The interesting question of which country’s law applies in a personal injury case involving more than one country has been dealt with in an appeal decision issued by the Inner House of the Court of Session. The simple question facing the court in this tricky area of law – known as lex loci delicti or the law of the place of the harm (delict) - was where should the case be heard and decided – Scotland or England?
The case has helped to clarify in which court a case should be raised when the original act causing the harm takes place in one country but the harm itself only becomes known when the injured party lives in a different country.
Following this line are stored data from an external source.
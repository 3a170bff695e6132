//! Invoice header fields: invoice number and order date.

use chrono::NaiveDate;

use super::patterns::{DATE_LONG, DATE_MDY, DATE_YMD, INVOICE_DATE, INVOICE_NUMBER, INVOICE_NUMBER_NEXT_LINE, ORDER_DATE};
use super::{ExtractionMatch, FieldExtractor};
use crate::models::line_item::{SheetHeader, SourceTier};

/// Date extractor for US, ISO and long-form dates.
pub struct DateExtractor;

impl DateExtractor {
    pub fn new() -> Self {
        Self
    }
}

impl Default for DateExtractor {
    fn default() -> Self {
        Self::new()
    }
}

impl FieldExtractor for DateExtractor {
    type Output = ExtractionMatch<NaiveDate>;

    fn extract(&self, text: &str) -> Option<Self::Output> {
        self.extract_all(text).into_iter().next()
    }

    /// Dates in text order, each date once.
    fn extract_all(&self, text: &str) -> Vec<Self::Output> {
        let mut results: Vec<Self::Output> = Vec::new();

        // MM/DD/YYYY or MM/DD/YY
        for caps in DATE_MDY.captures_iter(text) {
            let month: u32 = caps[1].parse().unwrap_or(0);
            let day: u32 = caps[2].parse().unwrap_or(0);
            let year = parse_year(&caps[3]);
            push_date(&mut results, NaiveDate::from_ymd_opt(year, month, day), caps.get(0));
        }

        // YYYY-MM-DD
        for caps in DATE_YMD.captures_iter(text) {
            let year: i32 = caps[1].parse().unwrap_or(0);
            let month: u32 = caps[2].parse().unwrap_or(0);
            let day: u32 = caps[3].parse().unwrap_or(0);
            push_date(&mut results, NaiveDate::from_ymd_opt(year, month, day), caps.get(0));
        }

        // "March 7, 2024"
        for caps in DATE_LONG.captures_iter(text) {
            let month = month_number(&caps[1]);
            let day: u32 = caps[2].parse().unwrap_or(0);
            let year: i32 = caps[3].parse().unwrap_or(0);
            push_date(&mut results, NaiveDate::from_ymd_opt(year, month, day), caps.get(0));
        }

        results.sort_by_key(|r| r.position.map(|(start, _)| start));
        results
    }
}

fn push_date(results: &mut Vec<ExtractionMatch<NaiveDate>>, date: Option<NaiveDate>, full: Option<regex::Match<'_>>) {
    let (Some(date), Some(full)) = (date, full) else {
        return;
    };
    if results.iter().any(|r| r.value == date) {
        return;
    }
    results.push(
        ExtractionMatch::new(date, SourceTier::Pattern, full.as_str()).with_position(full.start(), full.end()),
    );
}

/// Order date: the labeled order/PO date, then the invoice or ship date, then
/// the first date anywhere.
pub fn extract_order_date(text: &str) -> Option<NaiveDate> {
    let dates = DateExtractor::new();

    [&*ORDER_DATE, &*INVOICE_DATE]
        .iter()
        .filter_map(|label| label.captures(text))
        .find_map(|caps| dates.extract(&caps[1]))
        .or_else(|| dates.extract(text))
        .map(|m| m.value)
}

/// Invoice number from an "Invoice #" label, on the same or the next line.
pub fn extract_invoice_number(text: &str) -> Option<String> {
    INVOICE_NUMBER
        .captures(text)
        .or_else(|| INVOICE_NUMBER_NEXT_LINE.captures(text))
        .map(|caps| caps[1].to_string())
}

impl SheetHeader {
    /// Header fields read from document text, with the vendor supplied by the caller.
    pub fn from_text(text: &str, vendor_name: impl Into<String>) -> Self {
        Self {
            order_date: extract_order_date(text),
            vendor_name: vendor_name.into(),
            invoice_number: extract_invoice_number(text).unwrap_or_default(),
        }
    }
}

fn parse_year(s: &str) -> i32 {
    let year: i32 = s.parse().unwrap_or(0);
    if year < 100 { 2000 + year } else { year }
}

fn month_number(name: &str) -> u32 {
    match name.to_lowercase().get(..3) {
        Some("jan") => 1,
        Some("feb") => 2,
        Some("mar") => 3,
        Some("apr") => 4,
        Some("may") => 5,
        Some("jun") => 6,
        Some("jul") => 7,
        Some("aug") => 8,
        Some("sep") => 9,
        Some("oct") => 10,
        Some("nov") => 11,
        Some("dec") => 12,
        _ => 0,
    }
}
The late James Docherty developed an asbestos-related illness as a result of his exposure to asbestos fibres during the course of his employment with Scotts Shipbuilding & Engineering Co (“Scotts”) in Greenock. A claim for damages was brought by Mr Docherty’s widow and extended family against the defender (who had assumed the liabilities of the now defunct Scotts).
Mr Docherty worked at Scotts’ shipbuilding yard between 1941 to 1947. But it was not until 2003, by which time he was living in England, that he began to suffer from the respiratory problems which ultimately led to his death in 2011.
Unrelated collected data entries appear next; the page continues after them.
//! Rule-based extractors for invoice line items.

pub mod amounts;
pub mod description;
pub mod header;
pub mod locator;
pub mod patterns;
pub mod price;
pub mod quantity;
pub mod table;

pub use amounts::{format_currency, parse_currency, AmountExtractor};
pub use description::{ComposedDescription, DescriptionComposer};
pub use header::{extract_invoice_number, extract_order_date, DateExtractor};
pub use locator::{CodeMatch, ProductCodeLocator};
pub use patterns::PatternSet;
pub use price::price_cascade;
pub use quantity::{quantity_cascade, QuantityColumns};
pub use table::{ColumnKind, ColumnLayout, TableRow};

use std::ops::Range;
use std::sync::Arc;

use crate::invoice::observer::{ExtractionObserver, Field, TierEvent, TierOutcome};
use crate::models::line_item::SourceTier;

/// Trait for field extractors.
pub trait FieldExtractor {
    /// The type of value this extractor produces.
    type Output;

    /// Extract the field from text.
    fn extract(&self, text: &str) -> Option<Self::Output>;

    /// Extract all occurrences of the field.
    fn extract_all(&self, text: &str) -> Vec<Self::Output>;
}

/// An extracted value with its provenance.
#[derive(Debug, Clone, PartialEq)]
pub struct ExtractionMatch<T> {
    /// Extracted value.
    pub value: T,
    /// Tier that produced the value.
    pub tier: SourceTier,
    /// Position in source text.
    pub position: Option<(usize, usize)>,
    /// Source text that was matched.
    pub source: String,
}

impl<T> ExtractionMatch<T> {
    pub fn new(value: T, tier: SourceTier, source: impl Into<String>) -> Self {
        Self {
            value,
            tier,
            position: None,
            source: source.into(),
        }
    }

    pub fn with_position(mut self, start: usize, end: usize) -> Self {
        self.position = Some((start, end));
        self
    }
}

/// A product code and where it occurs in the text being searched.
#[derive(Debug, Clone)]
pub struct CodeContext<'a> {
    pub text: &'a str,
    pub code: &'a str,
    /// Byte ranges of standalone occurrences of `code`.
    pub occurrences: Vec<Range<usize>>,
    /// Table header layout detected in `text`, if any.
    pub layout: Option<&'a ColumnLayout>,
    /// Spans of other product codes, sorted by start. Search windows stop at
    /// their lines.
    neighbours: Vec<Range<usize>>,
}

impl<'a> CodeContext<'a> {
    pub fn new(text: &'a str, code: &'a str, layout: Option<&'a ColumnLayout>) -> Self {
        Self {
            text,
            code,
            occurrences: find_code_occurrences(text, code),
            layout,
            neighbours: Vec::new(),
        }
    }

    /// Limit `after` and `before` windows to the text between this code and
    /// the nearest other located codes.
    pub fn bounded_by(mut self, codes: impl IntoIterator<Item = Range<usize>>) -> Self {
        let occurrences = &self.occurrences;
        let mut neighbours: Vec<Range<usize>> = codes
            .into_iter()
            .filter(|span| !occurrences.iter().any(|o| span.start < o.end && o.start < span.end))
            .collect();
        neighbours.sort_by_key(|span| span.start);
        self.neighbours = neighbours;
        self
    }

    /// The full line containing each occurrence, deduplicated.
    pub fn lines(&self) -> Vec<&'a str> {
        let mut lines: Vec<&'a str> = Vec::new();
        let mut seen = Vec::new();
        for occurrence in &self.occurrences {
            let range = line_bounds(self.text, occurrence.start);
            if !seen.contains(&range.start) {
                seen.push(range.start);
                lines.push(&self.text[range]);
            }
        }
        lines
    }

    /// Text following each occurrence, up to `width` bytes.
    ///
    /// Stops at the line of the next other code, or at the code itself when it
    /// shares the occurrence's line.
    pub fn after(&self, width: usize) -> Vec<&'a str> {
        self.occurrences
            .iter()
            .map(|o| {
                let mut end = o.end.saturating_add(width);
                if let Some(next) = self.neighbours.iter().find(|n| n.start >= o.end) {
                    let line = line_bounds(self.text, next.start);
                    end = end.min(if line.start > o.end { line.start } else { next.start });
                }
                slice_window(self.text, o.end, end)
            })
            .collect()
    }

    /// Text preceding each occurrence, up to `width` bytes.
    ///
    /// Starts after the line of the previous other code; empty when that code
    /// shares the occurrence's line.
    pub fn before(&self, width: usize) -> Vec<&'a str> {
        self.occurrences
            .iter()
            .map(|o| {
                let mut start = o.start.saturating_sub(width);
                if let Some(prev) = self.neighbours.iter().rev().find(|n| n.end <= o.start) {
                    let line = line_bounds(self.text, prev.start);
                    start = start.max(if line.end < o.start { line.end + 1 } else { o.start });
                }
                slice_window(self.text, start, o.start)
            })
            .collect()
    }
}

/// One strategy in a fallback cascade.
pub trait Tier<T>: Send + Sync {
    /// Which tier this is.
    fn source(&self) -> SourceTier;

    /// First value this tier finds that `accept` approves.
    fn extract(&self, ctx: &CodeContext<'_>, accept: &dyn Fn(&T) -> bool) -> Option<ExtractionMatch<T>>;
}

/// Ordered tiers for one field; the first approved value wins.
pub struct TierCascade<T> {
    field: Field,
    tiers: Vec<Box<dyn Tier<T>>>,
    observer: Arc<dyn ExtractionObserver>,
}

impl<T: ToString> TierCascade<T> {
    pub fn new(field: Field, tiers: Vec<Box<dyn Tier<T>>>, observer: Arc<dyn ExtractionObserver>) -> Self {
        Self {
            field,
            tiers,
            observer,
        }
    }

    /// Run every tier from the first.
    pub fn run(&self, ctx: &CodeContext<'_>, accept: &dyn Fn(&T) -> bool) -> Option<ExtractionMatch<T>> {
        self.run_from(SourceTier::Tabular, ctx, accept)
    }

    /// Run tiers starting at `start`; tiers after a success are never invoked.
    pub fn run_from(
        &self,
        start: SourceTier,
        ctx: &CodeContext<'_>,
        accept: &dyn Fn(&T) -> bool,
    ) -> Option<ExtractionMatch<T>> {
        for tier in self.tiers.iter().filter(|t| t.source() >= start) {
            let found = tier.extract(ctx, accept);

            self.observer.on_tier(&TierEvent {
                field: self.field,
                tier: tier.source(),
                product_code: ctx.code.to_string(),
                outcome: if found.is_some() { TierOutcome::Hit } else { TierOutcome::Miss },
                value: found.as_ref().map(|m| m.value.to_string()),
            });

            if found.is_some() {
                return found;
            }
        }
        None
    }
}

/// Byte ranges where `code` appears as a whole token.
pub fn find_code_occurrences(text: &str, code: &str) -> Vec<Range<usize>> {
    if code.is_empty() {
        return Vec::new();
    }

    text.match_indices(code)
        .filter(|(start, _)| {
            let end = start + code.len();
            let before = text[..*start].chars().next_back();
            let after = text[end..].chars().next();
            !before.is_some_and(|c| c.is_alphanumeric()) && !after.is_some_and(|c| c.is_alphanumeric())
        })
        .map(|(start, _)| start..start + code.len())
        .collect()
}

/// Range of the line containing byte `index`, without the newline.
pub fn line_bounds(text: &str, index: usize) -> Range<usize> {
    let index = floor_boundary(text, index.min(text.len()));
    let start = text[..index].rfind('\n').map_or(0, |i| i + 1);
    let end = text[index..].find('\n').map_or(text.len(), |i| index + i);
    start..end
}

/// `text[start..end]` with both ends moved inward to character boundaries.
pub fn slice_window(text: &str, start: usize, end: usize) -> &str {
    let end = floor_boundary(text, end.min(text.len()));
    let start = ceil_boundary(text, start.min(end));
    &text[start..end]
}

fn floor_boundary(text: &str, mut index: usize) -> usize {
    while index > 0 && !text.is_char_boundary(index) {
        index -= 1;
    }
    index
}

fn ceil_boundary(text: &str, mut index: usize) -> usize {
    while index < text.len() && !text.is_char_boundary(index) {
        index += 1;
    }
    index
}

/// Collapse runs of whitespace and trim table separators from both ends.
pub fn clean_cell(text: &str) -> String {
    text.split_whitespace()
        .collect::<Vec<_>>()
        .join(" ")
        .trim_matches(|c: char| matches!(c, '|' | '-' | ':' | ',' | ';') || c.is_whitespace())
        .to_string()
}

#[cfg(test)]
mod tests {
    use super::*;

    #[test]
    fn test_occurrences_require_token_boundaries() {
        let text = "XS9826A 24\nXS9826 12\nXXS9826 1";
        assert_eq!(find_code_occurrences(text, "XS9826"), vec![11..17]);
        assert_eq!(find_code_occurrences(text, "XS9826A"), vec![0..7]);
    }

    #[test]
    fn test_line_bounds() {
        let text = "first\nsecond line\nthird";
        assert_eq!(&text[line_bounds(text, 8)], "second line");
        assert_eq!(&text[line_bounds(text, 0)], "first");
        assert_eq!(&text[line_bounds(text, text.len())], "third");
    }

    #[test]
    fn test_slice_window_respects_char_boundaries() {
        let text = "a€b";
        assert_eq!(slice_window(text, 0, 2), "a");
        assert_eq!(slice_window(text, 2, 5), "b");
        assert_eq!(slice_window(text, 0, 100), "a€b");
    }

    #[test]
    fn test_context_lines_and_windows() {
        let text = "header\nDF6802 | Stoneware Vase | 8\nfooter DF6802 again";
        let ctx = CodeContext::new(text, "DF6802", None);
        assert_eq!(ctx.occurrences.len(), 2);
        assert_eq!(ctx.lines(), vec!["DF6802 | Stoneware Vase | 8", "footer DF6802 again"]);
        assert_eq!(ctx.after(8)[0], " | Stone");
        assert_eq!(ctx.before(3)[1], "er ");
    }

    #[test]
    fn test_windows_stop_at_neighbouring_codes() {
        let text = "XS2003 | Cotton Tea Towel | 4.50\nXS2004 | Woven Placemat | 4.50\nXS2005 $3.95 each";
        let spans = [0..6, 33..39, 64..70];
        let ctx = CodeContext::new(text, "XS2004", None).bounded_by(spans);

        assert_eq!(ctx.after(200), vec![" | Woven Placemat | 4.50\n"]);
        assert_eq!(ctx.before(200), vec![""]);

        let same_line = "DF1000 Vase 3.25 XS1001 Bowl 4.00";
        let ctx = CodeContext::new(same_line, "XS1001", None).bounded_by([0..6, 17..23]);
        assert_eq!(ctx.before(100), vec![""]);
        let ctx = CodeContext::new(same_line, "DF1000", None).bounded_by([0..6, 17..23]);
        assert_eq!(ctx.after(100), vec![" Vase 3.25 "]);
    }

    #[test]
    fn test_clean_cell() {
        assert_eq!(clean_cell("  | Metal   Ballerina  Ornament |"), "Metal Ballerina Ornament");
    }
}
In a matter of some legal complexity, given the date of the exposure, neither the Private International Law (Miscellaneous Provisions) Act 1995 nor the Rome II Regulation (EU Regulation 864/2007) applied. The question before the court, therefore, was what was the lex loci delicti under common law? In other words, which country’s court should hear and decide the case?
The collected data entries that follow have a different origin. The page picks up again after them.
//! Business rule validation for line-item candidates.
//!
//! Per-candidate checks run on every draft before it becomes a [`LineItem`];
//! the document-wide placeholder check runs once all chunks are extracted.
//! Everything here is pure: the same inputs always give the same verdict.

use std::sync::Arc;

use rust_decimal::Decimal;
use serde::Serialize;

use crate::error::Rejection;
use crate::invoice::rules::{ExtractionMatch, PatternSet};
use crate::models::config::{FamilyRule, ValidationConfig};
use crate::models::line_item::{LineItem, ValidationFlag};

/// Why a (price, quantity) pair was judged a placeholder pattern.
#[derive(Debug, Clone, Copy, PartialEq, Eq, Serialize)]
#[serde(rename_all = "snake_case")]
pub enum PatternReason {
    /// One pair dominates the document's candidates.
    Distribution,
    /// A configured sentinel pair occurs more than once.
    SentinelPair,
}

/// A (price, quantity) pair flagged across the whole document.
#[derive(Debug, Clone, PartialEq, Eq, Serialize)]
pub struct PlaceholderPattern {
    pub price: Decimal,
    pub quantity: u32,
    /// Items carrying the pair.
    pub occurrences: usize,
    /// Items in the document.
    pub total: usize,
    pub reason: PatternReason,
}

impl PlaceholderPattern {
    pub fn matches(&self, pair: (Decimal, u32)) -> bool {
        self.price == pair.0.normalize() && self.quantity == pair.1
    }
}

/// Everything extracted for one product code, before validation.
#[derive(Debug, Clone)]
pub struct DraftItem {
    pub product_code: String,
    pub upc: Option<String>,
    /// Rendered description, or `None` when no text was found.
    pub description: Option<String>,
    pub price: Option<ExtractionMatch<Decimal>>,
    pub quantity: Option<ExtractionMatch<i64>>,
    /// Text around the code, searched for discount context.
    pub window: String,
}

/// Business rule gate between extraction and output.
pub struct Validator {
    config: ValidationConfig,
    patterns: Arc<PatternSet>,
}

impl Validator {
    pub fn new(config: &ValidationConfig, patterns: Arc<PatternSet>) -> Self {
        Self {
            config: config.clone(),
            patterns,
        }
    }

    /// Check a unit price found near `window`.
    ///
    /// A placeholder-valued price passes only with discount wording in the
    /// window, and is then flagged.
    pub fn check_price(&self, price: Decimal, window: &str) -> Result<Option<ValidationFlag>, Rejection> {
        if price < self.config.min_price || price > self.config.max_price {
            return Err(Rejection::PriceOutOfRange {
                price,
                min: self.config.min_price,
                max: self.config.max_price,
            });
        }

        let normalized = price.normalize();
        if self.config.placeholder_prices.iter().any(|p| p.normalize() == normalized) {
            if self.patterns.has_discount_context(window) {
                return Ok(Some(ValidationFlag::DiscountedPlaceholderPrice));
            }
            return Err(Rejection::PlaceholderPrice { price });
        }

        Ok(None)
    }

    pub fn price_acceptable(&self, price: &Decimal, window: &str) -> bool {
        self.check_price(*price, window).is_ok()
    }

    /// Check a quantity against the family rule for `code`.
    pub fn check_quantity(&self, code: &str, quantity: i64) -> Result<Vec<ValidationFlag>, Rejection> {
        if quantity < 0 {
            return Err(Rejection::NegativeQuantity { quantity });
        }
        let Ok(value) = u32::try_from(quantity) else {
            return Err(Rejection::QuantityOutOfRange { quantity });
        };
        if value == 0 {
            return Ok(Vec::new());
        }

        let rule = self.family_rule(code);
        let mut flags = Vec::new();

        if value > rule.ceiling {
            if self.config.reject_above_ceiling {
                return Err(Rejection::QuantityAboveCeiling {
                    quantity,
                    ceiling: rule.ceiling,
                });
            }
            flags.push(ValidationFlag::AboveFamilyCeiling { ceiling: rule.ceiling });
        } else if value > rule.typical_max {
            flags.push(ValidationFlag::AboveTypicalRange {
                typical_max: rule.typical_max,
            });
        }

        if rule.case_pack > 1 && value % rule.case_pack != 0 {
            flags.push(ValidationFlag::NotCasePackMultiple {
                case_pack: rule.case_pack,
            });
        }

        Ok(flags)
    }

    pub fn quantity_acceptable(&self, code: &str, quantity: &i64) -> bool {
        self.check_quantity(code, *quantity).is_ok()
    }

    /// Check a rendered description.
    pub fn check_description(&self, code: &str, upc: Option<&str>, description: Option<&str>) -> Result<(), Rejection> {
        let description = description.map(str::trim).filter(|d| !d.is_empty());
        let Some(description) = description else {
            return Err(Rejection::MissingDescription);
        };

        let lower = description.to_lowercase();
        if let Some(fallback) = self
            .config
            .fallback_descriptions
            .iter()
            .find(|f| lower.contains(&f.to_lowercase()))
        {
            return Err(Rejection::FallbackDescription {
                description: fallback.clone(),
            });
        }

        if !description.contains(code) {
            return Err(Rejection::DescriptionMissingCode);
        }

        let mut remainder = description.replacen(code, "", 1);
        if let Some(upc) = upc {
            remainder = remainder.replace(upc, "");
        }
        let remainder = remainder.replace("UPC:", "");
        if !remainder.chars().any(char::is_alphabetic) {
            return Err(Rejection::EmptyDescription);
        }

        Ok(())
    }

    /// Rule for the two-letter prefix of `code`, or the default rule.
    pub fn family_rule(&self, code: &str) -> &FamilyRule {
        let prefix: String = code.chars().take(2).collect::<String>().to_uppercase();
        self.config
            .families
            .iter()
            .find(|rule| rule.prefix.eq_ignore_ascii_case(&prefix))
            .unwrap_or(&self.config.default_family)
    }

    /// Turn a draft into a line item, or say why it cannot be one.
    pub fn validate(&self, draft: DraftItem) -> Result<LineItem, Rejection> {
        let price = draft.price.ok_or(Rejection::MissingPrice)?;
        let quantity = draft.quantity.ok_or(Rejection::MissingQuantity)?;

        let mut flags = Vec::new();
        flags.extend(self.check_price(price.value, &draft.window)?);
        flags.extend(self.check_quantity(&draft.product_code, quantity.value)?);
        self.check_description(&draft.product_code, draft.upc.as_deref(), draft.description.as_deref())?;

        let Some(description) = draft.description else {
            return Err(Rejection::MissingDescription);
        };
        let unit_quantity = u32::try_from(quantity.value).map_err(|_| Rejection::QuantityOutOfRange {
            quantity: quantity.value,
        })?;

        Ok(LineItem {
            product_code: draft.product_code,
            upc: draft.upc,
            description: description.trim().to_string(),
            unit_price: price.value,
            quantity: unit_quantity,
            source_tier: price.tier.max(quantity.tier),
            flags,
        })
    }

    /// Find (price, quantity) pairs that look synthetic across a document.
    ///
    /// Nothing is flagged when the document has discount context. Patterns are
    /// returned in order of first occurrence.
    pub fn detect_placeholder_patterns(&self, pairs: &[(Decimal, u32)], discount_context: bool) -> Vec<PlaceholderPattern> {
        if discount_context || pairs.is_empty() {
            return Vec::new();
        }

        let mut counts: Vec<((Decimal, u32), usize)> = Vec::new();
        for (price, quantity) in pairs {
            let pair = (price.normalize(), *quantity);
            match counts.iter_mut().find(|(p, _)| *p == pair) {
                Some((_, count)) => *count += 1,
                None => counts.push((pair, 1)),
            }
        }

        let total = pairs.len();
        counts
            .into_iter()
            .filter_map(|((price, quantity), occurrences)| {
                let sentinel = self
                    .config
                    .placeholder_pairs
                    .iter()
                    .any(|p| p.price.normalize() == price && p.quantity == quantity);

                let reason = if sentinel && occurrences >= 2 {
                    PatternReason::SentinelPair
                } else if total >= self.config.placeholder_min_items
                    && occurrences as f64 / total as f64 > self.config.placeholder_share
                {
                    PatternReason::Distribution
                } else {
                    return None;
                };

                Some(PlaceholderPattern {
                    price,
                    quantity,
                    occurrences,
                    total,
                    reason,
                })
            })
            .collect()
    }
}

#[cfg(test)]
mod tests {
    use super::*;
    use crate::models::config::PolineConfig;
    use crate::models::line_item::SourceTier;
    use pretty_assertions::assert_eq;

    fn validator_with(config: PolineConfig) -> Validator {
        let patterns = Arc::new(PatternSet::compile(&config).unwrap());
        Validator::new(&config.validation, patterns)
    }

    fn validator() -> Validator {
        validator_with(PolineConfig::default())
    }

    fn draft() -> DraftItem {
        DraftItem {
            product_code: "XS9826A".to_string(),
            upc: Some("191009727774".to_string()),
            description: Some("XS9826A - UPC: 191009727774 - 6\"H Metal Ballerina Ornament".to_string()),
            price: Some(ExtractionMatch::new(Decimal::new(160, 2), SourceTier::Tabular, "1.60")),
            quantity: Some(ExtractionMatch::new(24, SourceTier::Pattern, "Qty 24")),
            window: String::new(),
        }
    }

    fn dec(s: &str) -> Decimal {
        s.parse().unwrap()
    }

    #[test]
    fn test_price_range() {
        let v = validator();
        assert!(v.check_price(dec("1.60"), "").is_ok());
        assert!(v.check_price(dec("0.10"), "").is_ok());
        assert!(v.check_price(dec("1000.00"), "").is_ok());
        assert!(matches!(v.check_price(dec("0.09"), ""), Err(Rejection::PriceOutOfRange { .. })));
        assert!(matches!(v.check_price(dec("1000.01"), ""), Err(Rejection::PriceOutOfRange { .. })));
    }

    #[test]
    fn test_placeholder_price_needs_discount_context() {
        let v = validator();
        assert_eq!(
            v.check_price(dec("123.45"), "Stoneware Vase 123.45"),
            Err(Rejection::PlaceholderPrice { price: dec("123.45") })
        );
        assert_eq!(
            v.check_price(dec("123.45"), "Volume Discount applied: 123.45"),
            Ok(Some(ValidationFlag::DiscountedPlaceholderPrice))
        );
    }

    #[test]
    fn test_quantity_rules() {
        let v = validator();
        assert_eq!(v.check_quantity("XS9826A", 0), Ok(vec![]));
        assert_eq!(v.check_quantity("XS9826A", 24), Ok(vec![]));
        assert_eq!(
            v.check_quantity("XS9826A", -1),
            Err(Rejection::NegativeQuantity { quantity: -1 })
        );
        assert_eq!(
            v.check_quantity("XS9826A", 25),
            Ok(vec![ValidationFlag::NotCasePackMultiple { case_pack: 6 }])
        );
        assert_eq!(
            v.check_quantity("XS9826A", 600),
            Ok(vec![ValidationFlag::AboveFamilyCeiling { ceiling: 576 }])
        );
        assert_eq!(
            v.check_quantity("DA1234", 96),
            Ok(vec![ValidationFlag::AboveTypicalRange { typical_max: 48 }])
        );
        assert!(matches!(
            v.check_quantity("DA1234", i64::from(u32::MAX) + 1),
            Err(Rejection::QuantityOutOfRange { .. })
        ));
    }

    #[test]
    fn test_ceiling_can_reject() {
        let mut config = PolineConfig::default();
        config.validation.reject_above_ceiling = true;
        let v = validator_with(config);
        assert_eq!(
            v.check_quantity("XS9826A", 600),
            Err(Rejection::QuantityAboveCeiling {
                quantity: 600,
                ceiling: 576
            })
        );
    }

    #[test]
    fn test_family_rule_lookup() {
        let v = validator();
        assert_eq!(v.family_rule("XS9826A").prefix, "XS");
        assert_eq!(v.family_rule("df6802").prefix, "DF");
        assert_eq!(v.family_rule("DZ1000").prefix, "*");
    }

    #[test]
    fn test_description_rules() {
        let v = validator();
        assert_eq!(v.check_description("XS1", None, None), Err(Rejection::MissingDescription));
        assert_eq!(v.check_description("XS1", None, Some("  ")), Err(Rejection::MissingDescription));
        assert!(matches!(
            v.check_description("DF6802", None, Some("DF6802 - Traditional D-code format item")),
            Err(Rejection::FallbackDescription { .. })
        ));
        assert_eq!(
            v.check_description("DF6802", None, Some("Stoneware Vase")),
            Err(Rejection::DescriptionMissingCode)
        );
        assert_eq!(
            v.check_description("DF6802", Some("191009551232"), Some("DF6802 - UPC: 191009551232 - ")),
            Err(Rejection::EmptyDescription)
        );
        assert!(v.check_description("DF6802", None, Some("DF6802 - Stoneware Vase")).is_ok());
    }

    #[test]
    fn test_validate_builds_item_with_weakest_tier() {
        let item = validator().validate(draft()).unwrap();
        assert_eq!(item.product_code, "XS9826A");
        assert_eq!(item.unit_price, dec("1.60"));
        assert_eq!(item.quantity, 24);
        assert_eq!(item.source_tier, SourceTier::Pattern);
        assert!(item.flags.is_empty());
    }

    #[test]
    fn test_validate_rejects_missing_values() {
        let mut d = draft();
        d.price = None;
        assert_eq!(validator().validate(d), Err(Rejection::MissingPrice));

        let mut d = draft();
        d.quantity = None;
        assert_eq!(validator().validate(d), Err(Rejection::MissingQuantity));

        let mut d = draft();
        d.description = None;
        assert_eq!(validator().validate(d), Err(Rejection::MissingDescription));
    }

    #[test]
    fn test_distribution_pattern() {
        let v = validator();
        let pairs = vec![
            (dec("2.50"), 12),
            (dec("2.5"), 12),
            (dec("2.50"), 12),
            (dec("2.50"), 12),
            (dec("4.00"), 6),
        ];

        let found = v.detect_placeholder_patterns(&pairs, false);
        assert_eq!(
            found,
            vec![PlaceholderPattern {
                price: dec("2.5"),
                quantity: 12,
                occurrences: 4,
                total: 5,
                reason: PatternReason::Distribution,
            }]
        );
        assert!(v.detect_placeholder_patterns(&pairs, true).is_empty());
    }

    #[test]
    fn test_distribution_needs_enough_items() {
        let pairs = vec![(dec("2.50"), 12), (dec("2.50"), 12), (dec("2.50"), 12)];
        assert!(validator().detect_placeholder_patterns(&pairs, false).is_empty());
    }

    #[test]
    fn test_sentinel_pair_twice() {
        let pairs = vec![(dec("1.60"), 24), (dec("3.00"), 6), (dec("1.60"), 24)];
        let found = validator().detect_placeholder_patterns(&pairs, false);
        assert_eq!(found.len(), 1);
        assert_eq!(found[0].reason, PatternReason::SentinelPair);
        assert!(found[0].matches((dec("1.60"), 24)));

        let once = vec![(dec("1.60"), 24), (dec("3.00"), 6)];
        assert!(validator().detect_placeholder_patterns(&once, false).is_empty());
    }
}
In Scots law, where someone’s death is caused by the negligence of another, their relatives may make a claim for compensation for distress, anxiety, grief and sorrow, together with the loss of the guidance of that person.
The significance of the question in this case was that if the claim were to be determined under Scots Law rather than English law, it would likely result in an higher amount of compensation being paid if the claim was successful.
The judge at first instance in the Court of Session found that the applicable law was the place of the ‘occurrence’ of the injury. In this case the judge found that was England, where Mr Docherty had begun to suffer from the respiratory problems. It was not the country of the event giving rise to the injury, i.e. the exposure to asbestos fibres which had taken place in Scotland.
Mr Docherty’s family appealed this decision.
The Inner House of the Court of Session allowed the family’s appeal. The Lord President (Lord Carloway) gave the leading judgment. The court held that the lex loci delicti is the “law of the place where the fault, omission, or offence takes place… it is the place of the act of the defender which constitutes the wrong”. The court said it had no difficulty finding that the “...purely internal changes [respiratory problems] have no relationship whatsoever with England as a geographical location.” On this basis, the applicable law was Scots law as the asbestos exposure took place in Scotland.
This judgment provides clarity as to how the common law rules of lex loci delicit ought to be applied where a negligent act or omission occurs before 1995 but the resultant injury does not develop until much later.
In general, acts committed at a particular place ought to be governed by the law of that place. In cases of asbestos exposure in Scotland, the applicable law will be Scots law, even where the subsequent injury develops abroad. This avoids the cost of unnecessary medical evidence about in which country the disease developed.
However, the Inner House also made clear that in certain circumstances the place where the harm becomes known may be relevant when determining the applicable law. Practitioners should therefore be looking at the whole circumstances when determining the lex loci deliciti.